First published in The Times, Tuesday August 29 2017
Perhaps the highest compliment you can pay an actor is that they could read from the phonebook and still make it engaging. Letters Live, in which well-known (and not so well-known) personalities read from significant correspondence, obviously provides the performers with far greater scope than the Yellow Pages. Yet, perhaps inevitably, the show, which has toured widely, attracting A-list participants, proves something of a mixed postbag.

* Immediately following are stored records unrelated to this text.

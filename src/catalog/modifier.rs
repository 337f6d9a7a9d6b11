//! Modifier records as they appear in the NDJSON stat catalog.

use serde::{Deserialize, Serialize};

/// One textual rendering of a modifier, possibly containing `#` placeholders.
#[derive(Debug, Clone, PartialEq, Eq, Serialize, Deserialize)]
pub struct MatcherTemplate {
    /// Template text, e.g. `Adds # to Accuracy Rating`
    #[serde(default)]
    pub string: String,
}

impl MatcherTemplate {
    pub fn new(string: impl Into<String>) -> Self {
        Self {
            string: string.into(),
        }
    }
}

/// A named item property with every template it can be rendered as.
///
/// Immutable once loaded; unknown catalog fields are ignored.
#[derive(Debug, Clone, PartialEq, Eq, Serialize, Deserialize)]
pub struct Modifier {
    #[serde(rename = "ref", default)]
    pub reference: String,
    #[serde(default)]
    pub matchers: Vec<MatcherTemplate>,
}

impl Modifier {
    /// Create a modifier from a ref and a list of template strings
    pub fn new<I, S>(reference: impl Into<String>, templates: I) -> Self
    where
        I: IntoIterator<Item = S>,
        S: Into<String>,
    {
        Self {
            reference: reference.into(),
            matchers: templates.into_iter().map(MatcherTemplate::new).collect(),
        }
    }

    /// Human-readable label: the first template, or `??` when there is none.
    pub fn description(&self) -> &str {
        self.matchers
            .first()
            .map(|m| m.string.as_str())
            .unwrap_or("??")
    }
}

The set-up follows the old burglar’s creed of “get in quickly, do your business and get out again.” A brief preamble introduces the actors, who make their entrances through a curtained door at the back of the stage and give a fairly short reading before exiting just as quickly. A murmur of excitement greets household names (Ian McShane, Harriet Walter, Meera Syal), so that you end up feeling a little sorry for the less instantly recognisable performers.
Pic: Beth Chalmers
Although the event, in aid of local charities, sometimes feels a little smug and pleased with itself, the selection, introduced by Jamie Byng of Canongate publishers, is a good balance of the sombre and (sometimes unintentionally) funny. It almost goes without saying that the best performances are those invested with the most care and attention to detail. Walter closes her rendition of Bette Davis’s open letter to her estranged daughter B.D. with the kind of flourish you would expect of Hollywood royalty. Clint Dyer holds the audience, rapt, with his measured reading of James Baldwin’s powerful piece detailing his hopes and fears for his nephew’s future in a country riven by racism.
McShane, meanwhile, is handed a gift in the form of Pete Muggins’s hate mail to Abraham Lincoln, a litany of hellfire composed mostly of “goddamns”. Indeed, some of the richest examples are those gems written by ordinary people, notably the anonymous complaint, performed with relish by Syal, from a continental airlines passenger angry at being seated next to the toilet. “The passengers asses,” she writes, “seem to fit into my personal space like a pornographic jigsaw puzzle!”